Antes de poder decir nada, el cocinero enorme dijo que lo haga, que Teresita había hecho unos seminarios de primeros auxilios pagados por el club justamente para estas ocasiones. Y mientras decía eso, me levantó sin ningún esfuerzo y me llevó a una oficinita llena de carteleras y papeles, me depositó en el piso y se fue dejándome a solas con la Tere. Yo no me movía. No sabía qué hacer. Estaba parado sobre un fleje moral. Estaba muy embolado con la Elisa, pero eso no justificaba nada con la Tere, pero al mismo tiempo … No, no. Si me sacaba el pantalón sabía que no iba a poder contra esa mujer que se quería tomar su oportunidad.
– Tere, perdóname, no te ofendas, pero no me voy a sacar el pantalón.
– Marcos, en este momento soy la enfermera del lugar. No puedo hacerte nada raro porque a cada rato viene gente. Pero tampoco te podemos sacar de acá sin que te evalúe, porque para eso hice el seminario de primeros auxilios, y es mi responsabilidad.
– Tere… perdóname, pero no…
– Marcos, ¿a qué le tenés miedo? ¿Acaso te gusto, y tenés miedo de no poder aguantarte? Yo soy menos que la Eli para vos, Marcos… por ahora –y después de decir eso sonrió, y su sonrisa fue mermelada, fue paz, todo estaba suelto, todo estaba libre en su cara, nada debía ser, todo era o no era, y punto.
– No, Tere… -dije ya dudando de mi negativa.
– Marcos, ¿hace cuánto que estás saliendo con la Eli? ¿Vas a definir tu relación sin saber si tenés una historia conmigo? Yo, si fuera Eli, querría que te definieses ahora, y no que esto salte más adelante. Yo también quiero definirlo ahora. Eli tal vez esté definiendo otras cosas ahora.

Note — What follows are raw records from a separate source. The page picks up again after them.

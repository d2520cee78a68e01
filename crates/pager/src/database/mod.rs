/*
 *  Copyright 2025-2026 Colliery Software
 *
 *  Licensed under the Apache License, Version 2.0 (the "License");
 *  you may not use this file except in compliance with the License.
 *  You may obtain a copy of the License at
 *
 *      http://www.apache.org/licenses/LICENSE-2.0
 *
 *  Unless required by applicable law or agreed to in writing, software
 *  distributed under the License is distributed on an "AS IS" BASIS,
 *  WITHOUT WARRANTIES OR CONDITIONS OF ANY KIND, either express or implied.
 *  See the License for the specific language governing permissions and
 *  limitations under the License.
 */

//! Channel name validation, plus the PostgreSQL connection pool, schema and
//! embedded migrations.
//!
//! The migrations create the `tasks`, `notifications` and `subscriptions`
//! tables together with the `AFTER INSERT` triggers that publish every new
//! row as JSON on its channel via `pg_notify`.

pub mod channel;
#[cfg(feature = "postgres")]
pub mod connection;
#[cfg(feature = "postgres")]
pub mod schema;

pub use channel::{validate_channel_name, ChannelNameError};
#[cfg(feature = "postgres")]
pub use connection::Database;

#[cfg(feature = "postgres")]
use diesel_migrations::{embed_migrations, EmbeddedMigrations};

/// Migrations for the dispatch tables and their insert triggers.
#[cfg(feature = "postgres")]
pub const POSTGRES_MIGRATIONS: EmbeddedMigrations = embed_migrations!("migrations/postgres");
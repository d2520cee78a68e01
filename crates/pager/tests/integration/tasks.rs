/*
 *  Copyright 2025-2026 Colliery Software
 *
 *  Licensed under the Apache License, Version 2.0 (the "License");
 *  you may not use this file except in compliance with the License.
 *  You may obtain a copy of the License at
 *
 *      http://www.apache.org/licenses/LICENSE-2.0
 *
 *  Unless required by applicable law or agreed to in writing, software
 *  distributed under the License is distributed on an "AS IS" BASIS,
 *  WITHOUT WARRANTIES OR CONDITIONS OF ANY KIND, either express or implied.
 *  See the License for the specific language governing permissions and
 *  limitations under the License.
 */

//! End-to-end task channel scenarios.

use std::sync::atomic::{AtomicUsize, Ordering};
use std::sync::Arc;

use async_trait::async_trait;
use pager::config::{ClaimMode, DispatchConfig};
use pager::dal::Store;
use pager::models::{NewTask, Status, Task};
use pager::processor::TaskHandler;
use serde_json::json;

use crate::fixtures::Harness;

#[derive(Default)]
struct CountingHandler {
    calls: AtomicUsize,
}

#[async_trait]
impl TaskHandler for CountingHandler {
    async fn handle(&self, task: &Task) -> Result<(), Box<dyn std::error::Error + Send + Sync>> {
        self.calls.fetch_add(1, Ordering::SeqCst);
        if task.task_type == "explode" {
            return Err("handler rejected task".into());
        }
        Ok(())
    }
}

/// An inserted task moves pending -> processing -> completed.
#[tokio::test]
async fn inserted_task_is_completed() {
    let harness = Harness::start(DispatchConfig::default()).await;

    let task = harness
        .store
        .create_task(NewTask::new("email", json!({"to": "ops@example.com"})))
        .await
        .unwrap();
    assert_eq!(task.status, Status::Pending);

    let done = harness.wait_for_task(&task.id, Status::Completed).await;
    assert_eq!(done.payload, json!({"to": "ops@example.com"}));
    assert!(done.updated >= task.created);

    let history: Vec<Status> = harness
        .store
        .task_history(&task.id)
        .into_iter()
        .map(|change| change.status)
        .collect();
    assert_eq!(
        history,
        vec![Status::Pending, Status::Processing, Status::Completed]
    );

    let reports = harness.shutdown().await;
    let task_report = reports
        .iter()
        .flatten()
        .find(|report| report.channel == "tasks_channel")
        .unwrap();
    assert_eq!(task_report.summary.received, 1);
    assert_eq!(task_report.summary.processed, 1);
}

/// Tasks created with the default body are processed like any other.
#[tokio::test]
async fn default_task_is_completed() {
    let harness = Harness::start(DispatchConfig::default()).await;

    let task = harness.store.create_task(NewTask::default()).await.unwrap();
    let done = harness.wait_for_task(&task.id, Status::Completed).await;
    assert_eq!(done.task_type, "default");
    assert_eq!(done.payload, json!({"message": "New task created"}));

    harness.shutdown().await;
}

/// A handler error marks the task failed and the worker keeps going.
#[tokio::test]
async fn handler_failure_marks_task_failed() {
    let handler = Arc::new(CountingHandler::default());
    let harness = Harness::start_with_handler(DispatchConfig::default(), handler.clone()).await;

    let bad = harness
        .store
        .create_task(NewTask::new("explode", json!({})))
        .await
        .unwrap();
    let good = harness
        .store
        .create_task(NewTask::new("email", json!({})))
        .await
        .unwrap();

    harness.wait_for_task(&bad.id, Status::Failed).await;
    harness.wait_for_task(&good.id, Status::Completed).await;
    assert_eq!(handler.calls.load(Ordering::SeqCst), 2);

    harness.shutdown().await;
}

/// In broadcast mode every instance processes every task.
#[tokio::test]
async fn broadcast_instances_each_process_the_task() {
    let handler = Arc::new(CountingHandler::default());
    let mut harness = Harness::start_with_handler(DispatchConfig::default(), handler.clone()).await;
    harness.add_instance().await;

    let task = harness.store.create_task(NewTask::default()).await.unwrap();

    crate::fixtures::wait_until(|| {
        let handler = handler.clone();
        async move { (handler.calls.load(Ordering::SeqCst) == 2).then_some(()) }
    })
    .await;
    harness.wait_for_task(&task.id, Status::Completed).await;

    harness.shutdown().await;
}

/// With exclusive claims two instances process a task exactly once.
#[tokio::test]
async fn exclusive_instances_process_the_task_once() {
    let config = DispatchConfig::builder()
        .claim_mode(ClaimMode::Exclusive)
        .build();
    let handler = Arc::new(CountingHandler::default());
    let mut harness = Harness::start_with_handler(config, handler.clone()).await;
    harness.add_instance().await;

    let first = harness.store.create_task(NewTask::default()).await.unwrap();
    let second = harness.store.create_task(NewTask::default()).await.unwrap();
    harness.wait_for_task(&first.id, Status::Completed).await;
    harness.wait_for_task(&second.id, Status::Completed).await;

    let store = harness.store.clone();
    harness.shutdown().await;
    assert_eq!(handler.calls.load(Ordering::SeqCst), 2);

    for id in [&first.id, &second.id] {
        let history: Vec<Status> = store
            .task_history(id)
            .into_iter()
            .map(|change| change.status)
            .collect();
        assert_eq!(
            history,
            vec![Status::Pending, Status::Processing, Status::Completed]
        );
    }
}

Y sin preguntarme nada, llevó sus manos a mi pantalón, metió sus dedos por dentro buscando los piolines del elástico, los sacó para afuera y desató el nudo. Tomó con sus manos el borde del elástico del pantalón, lo bajó tal vez un centímetro y me miró. Yo la miré. Me sacó la vista y bajó el pantalón que, ella no lo sabía, pero era traje de baño, y quedé desnudo, con remera y una zapatilla. Me volvió a mirar con una expresión débil, mordiéndose suavemente el labio, con sus cejas en inclinada bondad y la frente fruncida, como si algo le resultara difícil, intolerable, y, sin sacarme nunca los ojos de mis ojos, agarró el borde de mi camiseta y lo metió por debajo de mis huevos, haciendo un improvisado taparrabos. Después ya sí, me sacó los ojos y se dedicó a mi muslo, masajeándolo, sacudiéndolo hasta la ingle… Yo no tenía interés en ocultar mi erección evidenciada bajo la remera. No tenía interés en no prestarle atención a la Tere. Había tanta franqueza en sus actitudes… No le importaba cómo la vieran los demás, ella tenía sus códigos que eran claros, eran de ella. Terminó, se levantó y me pidió que me vistiera. La pierna estaba muy bien, me dolía muy poco.
– Yo no te voy a coger, Marcos. O me cogés vos, o no me interesa.
Levanté la vista y vi que se refregaba los ojos con una servilleta de papel que tiró en un tacho, se enderezó, abrió la puerta y salió.

Me sentía arrollado por un tren. Me senté pesadamente sobre la silla de la oficina, y lo supe. Tenía que terminar con este tormento. Tenía que terminarlo ya.